Is that parts and labor, all in?
 

uglybastard

Autocross Champion
Location
GOML
Car(s)
Mk6 GTI
Yes. They said they’d work all day on it. Btw, is this something a relatively timid DIYer can do?
Unfortunately I dont know specifically how it goes on mk7 but most modern VWs have the heater core behind the dash. I'd start by assessing your comfortableness with removing components on the dash and your confidence in being able to get everything back in place as it was before you started.

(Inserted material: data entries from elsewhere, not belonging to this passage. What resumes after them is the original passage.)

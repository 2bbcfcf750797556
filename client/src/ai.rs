use crate::conn::{is_ready, ConnectConfig};
use crate::error::AhnlichError;
use crate::factory::ServiceClient;
use std::time::Duration;
use tonic::transport::Channel;

/// GRPC Client for the Ahnlich AI proxy, cheap to clone
#[derive(Debug, Clone)]
pub struct AiClient {
    channel: Channel,
}

impl AiClient {
    pub async fn new(addr: String) -> Result<Self, AhnlichError> {
        Self::connect(&addr, &ConnectConfig::default()).await
    }

    pub async fn connect(addr: &str, config: &ConnectConfig) -> Result<Self, AhnlichError> {
        let channel = config.connect(addr).await?;
        Ok(Self { channel })
    }

    pub fn channel(&self) -> &Channel {
        &self.channel
    }

    pub async fn is_ready(&self, timeout: Duration) -> bool {
        is_ready(&self.channel, timeout).await
    }
}

impl ServiceClient for AiClient {
    const SERVICE: &'static str = "ai";

    fn from_channel(channel: Channel) -> Self {
        Self { channel }
    }

    fn channel(&self) -> &Channel {
        &self.channel
    }
}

For an all day, one day job.. 1800 seems about right for a dealer price. You can test the waters with independent shops but results may vary. At least if vw messes it up you can escalate it to VWoA for reparations.
 

YamR1rider

Drag Racing Champion
Location
Tampa, FL
Car(s)
2017 GTI Sport DSG
Holy sheeit, that price is insane. Coincidentally, I just replaced the one on my daughters high mile Mk7 1.8 Tsi yesterday.....I paid $70 for Nissens brand replacement core (plus a few liters of G13 coolant I already had on shelf - I drained the cars coolant from the lower radiator hose prior to commencing job). Plus some nicely skinned knuckles and bruised ribs because you have to be a contortionist to get to the part.....but in all honesty its far easier than many other cars as you can get away with only removing the lower trim piece on a left hand drive car (see pic). You have to manipulate and bend the plastic vent ends (second picture) out the way to fully remove the core (at this point I was cursing VW - if they had made that bottom venting just half an inch shorter it would have been so much easier....I seriously considered taking a dremel to that last half inch of venting).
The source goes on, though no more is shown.